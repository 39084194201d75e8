//! Classification metrics

use super::models::Scores;
use crate::error::{PipelineError, Result};
use ndarray::{Array1, ArrayView1};
use serde::{Deserialize, Serialize};
use std::collections::BTreeMap;
use tracing::debug;

pub const ACCURACY: &str = "Accuracy";
pub const PRECISION: &str = "Precision";
pub const RECALL: &str = "Recall";
pub const F1_SCORE: &str = "F1 Score";
pub const CONFUSION_MATRIX: &str = "confusion_matrix";
pub const ROC_AUC: &str = "roc_auc";
pub const ROC_AUC_OVR_WEIGHTED: &str = "roc_auc_ovr_weighted";

/// Tolerance for probability rows summing to one
const PROBA_SUM_TOLERANCE: f64 = 1e-6;

/// A single metric value
#[derive(Debug, Clone, PartialEq, Serialize, Deserialize)]
#[serde(untagged)]
pub enum MetricValue {
    Scalar(f64),
    Matrix(Vec<Vec<u64>>),
}

impl MetricValue {
    pub fn as_scalar(&self) -> Option<f64> {
        match self {
            MetricValue::Scalar(v) => Some(*v),
            MetricValue::Matrix(_) => None,
        }
    }

    pub fn as_matrix(&self) -> Option<&Vec<Vec<u64>>> {
        match self {
            MetricValue::Matrix(m) => Some(m),
            MetricValue::Scalar(_) => None,
        }
    }
}

impl std::fmt::Display for MetricValue {
    fn fmt(&self, f: &mut std::fmt::Formatter<'_>) -> std::fmt::Result {
        match self {
            MetricValue::Scalar(v) => write!(f, "{:.4}", v),
            MetricValue::Matrix(rows) => {
                let rendered: Vec<String> = rows
                    .iter()
                    .map(|r| {
                        let cells: Vec<String> = r.iter().map(|c| c.to_string()).collect();
                        format!("[{}]", cells.join(", "))
                    })
                    .collect();
                write!(f, "[{}]", rendered.join(", "))
            }
        }
    }
}

fn check_lengths(y_true: &Array1<i64>, other: usize) -> Result<()> {
    if y_true.len() != other {
        return Err(PipelineError::Metric(format!(
            "y_true has {} entries but predictions have {}",
            y_true.len(),
            other
        )));
    }
    if y_true.is_empty() {
        return Err(PipelineError::Metric("no samples to score".to_string()));
    }
    Ok(())
}

/// Sorted union of the labels in both vectors
pub fn unique_labels(y_true: &Array1<i64>, y_pred: &Array1<i64>) -> Vec<i64> {
    let mut labels: Vec<i64> = y_true.iter().chain(y_pred.iter()).copied().collect();
    labels.sort_unstable();
    labels.dedup();
    labels
}

/// Fraction of exact matches
pub fn accuracy(y_true: &Array1<i64>, y_pred: &Array1<i64>) -> Result<f64> {
    check_lengths(y_true, y_pred.len())?;
    let correct = y_true
        .iter()
        .zip(y_pred.iter())
        .filter(|(t, p)| t == p)
        .count();
    Ok(correct as f64 / y_true.len() as f64)
}

/// Support-weighted precision, recall and F1
#[derive(Debug, Clone, Copy, PartialEq)]
pub struct WeightedScores {
    pub precision: f64,
    pub recall: f64,
    pub f1: f64,
}

/// Weighted precision/recall/F1. A class with no predicted (or no true)
/// members contributes 0 to the undefined ratio instead of failing.
pub fn precision_recall_f1(y_true: &Array1<i64>, y_pred: &Array1<i64>) -> Result<WeightedScores> {
    check_lengths(y_true, y_pred.len())?;
    let labels = unique_labels(y_true, y_pred);

    let mut tp: BTreeMap<i64, f64> = BTreeMap::new();
    let mut predicted: BTreeMap<i64, f64> = BTreeMap::new();
    let mut support: BTreeMap<i64, f64> = BTreeMap::new();
    for (&t, &p) in y_true.iter().zip(y_pred.iter()) {
        *support.entry(t).or_insert(0.0) += 1.0;
        *predicted.entry(p).or_insert(0.0) += 1.0;
        if t == p {
            *tp.entry(t).or_insert(0.0) += 1.0;
        }
    }

    let total = y_true.len() as f64;
    let mut scores = WeightedScores {
        precision: 0.0,
        recall: 0.0,
        f1: 0.0,
    };

    for label in labels {
        let tp = tp.get(&label).copied().unwrap_or(0.0);
        let pred = predicted.get(&label).copied().unwrap_or(0.0);
        let sup = support.get(&label).copied().unwrap_or(0.0);

        let precision = if pred > 0.0 { tp / pred } else { 0.0 };
        let recall = if sup > 0.0 { tp / sup } else { 0.0 };
        let f1 = if precision + recall > 0.0 {
            2.0 * precision * recall / (precision + recall)
        } else {
            0.0
        };

        let weight = sup / total;
        scores.precision += weight * precision;
        scores.recall += weight * recall;
        scores.f1 += weight * f1;
    }

    Ok(scores)
}

/// Confusion matrix with rows = true labels and columns = predicted labels,
/// both ordered by the sorted union of labels.
pub fn confusion_matrix(y_true: &Array1<i64>, y_pred: &Array1<i64>) -> Result<(Vec<i64>, Vec<Vec<u64>>)> {
    check_lengths(y_true, y_pred.len())?;
    let labels = unique_labels(y_true, y_pred);
    let mut matrix = vec![vec![0u64; labels.len()]; labels.len()];
    for (t, p) in y_true.iter().zip(y_pred.iter()) {
        let i = labels.binary_search(t).map_err(|_| PipelineError::Metric("unknown label".into()))?;
        let j = labels.binary_search(p).map_err(|_| PipelineError::Metric("unknown label".into()))?;
        matrix[i][j] += 1;
    }
    Ok((labels, matrix))
}

/// Area under the ROC curve for a binary problem, via the rank statistic
/// with average ranks for tied scores.
pub fn roc_auc_binary(is_positive: &[bool], scores: ArrayView1<f64>) -> Result<f64> {
    if is_positive.len() != scores.len() {
        return Err(PipelineError::Metric(format!(
            "{} labels but {} scores",
            is_positive.len(),
            scores.len()
        )));
    }
    let n_pos = is_positive.iter().filter(|&&p| p).count();
    let n_neg = is_positive.len() - n_pos;
    if n_pos == 0 || n_neg == 0 {
        return Err(PipelineError::Metric(
            "only one class present in y_true; ROC AUC is undefined".to_string(),
        ));
    }
    if scores.iter().any(|s| !s.is_finite()) {
        return Err(PipelineError::Metric("scores contain non-finite values".to_string()));
    }

    let mut order: Vec<usize> = (0..scores.len()).collect();
    order.sort_by(|&a, &b| scores[a].total_cmp(&scores[b]));

    let mut rank_sum_pos = 0.0;
    let mut start = 0;
    while start < order.len() {
        let mut end = start;
        while end + 1 < order.len() && scores[order[end + 1]] == scores[order[start]] {
            end += 1;
        }
        // ranks are 1-based; ties share the mean rank
        let avg_rank = (start + end) as f64 / 2.0 + 1.0;
        for &idx in &order[start..=end] {
            if is_positive[idx] {
                rank_sum_pos += avg_rank;
            }
        }
        start = end + 1;
    }

    let n_pos = n_pos as f64;
    let n_neg = n_neg as f64;
    Ok((rank_sum_pos - n_pos * (n_pos + 1.0) / 2.0) / (n_pos * n_neg))
}

/// ROC-AUC from model scores.
///
/// Two model classes: the positive (larger) class column of probabilities, or
/// the single decision column. More classes: one-vs-rest AUC per class
/// weighted by prevalence, which requires probability rows summing to one and
/// every model class present in `y_true`.
pub fn roc_auc(y_true: &Array1<i64>, scores: &Scores, classes: &[i64]) -> Result<(&'static str, f64)> {
    let matrix = scores.matrix();
    check_lengths(y_true, matrix.nrows())?;

    if let Some(unknown) = y_true.iter().find(|t| !classes.contains(t)) {
        return Err(PipelineError::Metric(format!(
            "label {} was not seen during training",
            unknown
        )));
    }

    if classes.len() == 2 {
        let column = match scores {
            Scores::Probabilities(m) if m.ncols() == 2 => m.column(1),
            Scores::Decision(m) if m.ncols() == 1 => m.column(0),
            _ => {
                return Err(PipelineError::Metric(format!(
                    "binary scores have unexpected shape {:?}",
                    matrix.dim()
                )))
            }
        };
        let positive: Vec<bool> = y_true.iter().map(|&t| t == classes[1]).collect();
        return Ok((ROC_AUC, roc_auc_binary(&positive, column)?));
    }

    let proba = match scores {
        Scores::Probabilities(m) => m,
        Scores::Decision(_) => {
            return Err(PipelineError::Metric(
                "multiclass ROC AUC needs probability estimates, not decision scores".to_string(),
            ))
        }
    };
    if proba.ncols() != classes.len() {
        return Err(PipelineError::Metric(format!(
            "{} score columns for {} classes",
            proba.ncols(),
            classes.len()
        )));
    }
    if proba
        .rows()
        .into_iter()
        .any(|row| (row.sum() - 1.0).abs() > PROBA_SUM_TOLERANCE)
    {
        return Err(PipelineError::Metric(
            "probability rows do not sum to 1".to_string(),
        ));
    }

    let present: Vec<i64> = {
        let mut labels = y_true.to_vec();
        labels.sort_unstable();
        labels.dedup();
        labels
    };
    if present.len() != classes.len() {
        return Err(PipelineError::Metric(format!(
            "y_true has {} classes but scores have {} columns",
            present.len(),
            classes.len()
        )));
    }

    let total = y_true.len() as f64;
    let mut weighted = 0.0;
    for (k, &class) in classes.iter().enumerate() {
        let positive: Vec<bool> = y_true.iter().map(|&t| t == class).collect();
        let prevalence = positive.iter().filter(|&&p| p).count() as f64 / total;
        weighted += prevalence * roc_auc_binary(&positive, proba.column(k))?;
    }
    Ok((ROC_AUC_OVR_WEIGHTED, weighted))
}

/// Base metrics, plus confusion matrix and ROC-AUC when `extended`.
/// Extended metrics that cannot be computed are left out.
pub fn evaluate(
    y_true: &Array1<i64>,
    y_pred: &Array1<i64>,
    scores: Option<&Scores>,
    classes: &[i64],
    extended: bool,
) -> Result<BTreeMap<String, MetricValue>> {
    let mut metrics = BTreeMap::new();
    let weighted = precision_recall_f1(y_true, y_pred)?;

    metrics.insert(ACCURACY.to_string(), MetricValue::Scalar(accuracy(y_true, y_pred)?));
    metrics.insert(PRECISION.to_string(), MetricValue::Scalar(weighted.precision));
    metrics.insert(RECALL.to_string(), MetricValue::Scalar(weighted.recall));
    metrics.insert(F1_SCORE.to_string(), MetricValue::Scalar(weighted.f1));

    if !extended {
        return Ok(metrics);
    }

    match confusion_matrix(y_true, y_pred) {
        Ok((_, matrix)) => {
            metrics.insert(CONFUSION_MATRIX.to_string(), MetricValue::Matrix(matrix));
        }
        Err(e) => debug!(error = %e, "Could not compute confusion matrix"),
    }

    match scores {
        Some(scores) => match roc_auc(y_true, scores, classes) {
            Ok((key, value)) => {
                metrics.insert(key.to_string(), MetricValue::Scalar(value));
            }
            Err(e) => debug!(error = %e, "Could not compute ROC AUC"),
        },
        None => debug!("Model exposes no scores; ROC AUC skipped"),
    }

    Ok(metrics)
}

#[cfg(test)]
mod tests {
    use super::*;
    use approx::assert_abs_diff_eq;
    use ndarray::array;

    #[test]
    fn test_accuracy() {
        let y_true = array![0i64, 1, 1, 0];
        let y_pred = array![0i64, 1, 0, 0];
        assert_abs_diff_eq!(accuracy(&y_true, &y_pred).unwrap(), 0.75);
    }

    #[test]
    fn test_weighted_scores() {
        let y_true = array![0i64, 0, 0, 1];
        let y_pred = array![0i64, 0, 1, 1];
        let s = precision_recall_f1(&y_true, &y_pred).unwrap();
        // class 0: p=1, r=2/3; class 1: p=1/2, r=1
        assert_abs_diff_eq!(s.precision, 0.75 * 1.0 + 0.25 * 0.5, epsilon = 1e-12);
        assert_abs_diff_eq!(s.recall, 0.75, epsilon = 1e-12);
        let f1_0 = 2.0 * (2.0 / 3.0) / (1.0 + 2.0 / 3.0);
        let f1_1 = 2.0 * 0.5 / 1.5;
        assert_abs_diff_eq!(s.f1, 0.75 * f1_0 + 0.25 * f1_1, epsilon = 1e-12);
    }

    #[test]
    fn test_zero_division_is_zero() {
        // class 1 never predicted
        let y_true = array![0i64, 1, 1];
        let y_pred = array![0i64, 0, 0];
        let s = precision_recall_f1(&y_true, &y_pred).unwrap();
        assert_abs_diff_eq!(s.precision, (1.0 / 3.0) * (1.0 / 3.0), epsilon = 1e-12);
        assert!(s.f1.is_finite());
    }

    #[test]
    fn test_confusion_matrix() {
        let y_true = array![2i64, 0, 2, 2, 0, 1];
        let y_pred = array![0i64, 0, 2, 2, 0, 2];
        let (labels, m) = confusion_matrix(&y_true, &y_pred).unwrap();
        assert_eq!(labels, vec![0, 1, 2]);
        assert_eq!(m, vec![vec![2, 0, 0], vec![0, 0, 1], vec![1, 0, 2]]);
    }

    #[test]
    fn test_roc_auc_binary() {
        let positive = [false, false, true, true];
        let scores = array![0.1, 0.4, 0.35, 0.8];
        let auc = roc_auc_binary(&positive, scores.view()).unwrap();
        assert_abs_diff_eq!(auc, 0.75, epsilon = 1e-12);
    }

    #[test]
    fn test_roc_auc_ties() {
        let positive = [false, true];
        let scores = array![0.5, 0.5];
        assert_abs_diff_eq!(roc_auc_binary(&positive, scores.view()).unwrap(), 0.5);
    }

    #[test]
    fn test_roc_auc_single_class_fails() {
        let positive = [true, true];
        assert!(roc_auc_binary(&positive, array![0.1, 0.2].view()).is_err());
    }

    #[test]
    fn test_binary_decision_scores() {
        let y = array![3i64, 3, 8, 8];
        let scores = Scores::Decision(array![[-2.0], [-1.0], [1.0], [0.5]]);
        let (key, auc) = roc_auc(&y, &scores, &[3, 8]).unwrap();
        assert_eq!(key, ROC_AUC);
        assert_abs_diff_eq!(auc, 1.0);
    }

    #[test]
    fn test_multiclass_requires_probabilities() {
        let y = array![0i64, 1, 2];
        let decision = Scores::Decision(array![[1.0, 0.0, 0.0], [0.0, 1.0, 0.0], [0.0, 0.0, 1.0]]);
        assert!(roc_auc(&y, &decision, &[0, 1, 2]).is_err());

        let proba = Scores::Probabilities(array![[0.8, 0.1, 0.1], [0.1, 0.8, 0.1], [0.1, 0.1, 0.8]]);
        let (key, auc) = roc_auc(&y, &proba, &[0, 1, 2]).unwrap();
        assert_eq!(key, ROC_AUC_OVR_WEIGHTED);
        assert_abs_diff_eq!(auc, 1.0);
    }

    #[test]
    fn test_evaluate_omits_failed_extended_metrics() {
        let y_true = array![0i64, 0, 0];
        let y_pred = array![0i64, 0, 1];
        let scores = Scores::Probabilities(array![[0.9, 0.1], [0.8, 0.2], [0.4, 0.6]]);
        let metrics = evaluate(&y_true, &y_pred, Some(&scores), &[0, 1], true).unwrap();
        assert!(metrics.contains_key(CONFUSION_MATRIX));
        assert!(!metrics.contains_key(ROC_AUC));
        assert_eq!(metrics.len(), 5);
    }

    #[test]
    fn test_metric_value_serializes_untagged() {
        let json = serde_json::to_string(&MetricValue::Matrix(vec![vec![1, 0], vec![0, 2]])).unwrap();
        assert_eq!(json, "[[1,0],[0,2]]");
        assert_eq!(serde_json::to_string(&MetricValue::Scalar(0.5)).unwrap(), "0.5");
    }
}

■ WORK TASK
Pick out every line of the listing containing the word "count", and show those lines.

■ RESPONSE BOX
        .count();
    let n_pos = is_positive.iter().filter(|&&p| p).count();
        let prevalence = positive.iter().filter(|&&p| p).count() as f64 / total;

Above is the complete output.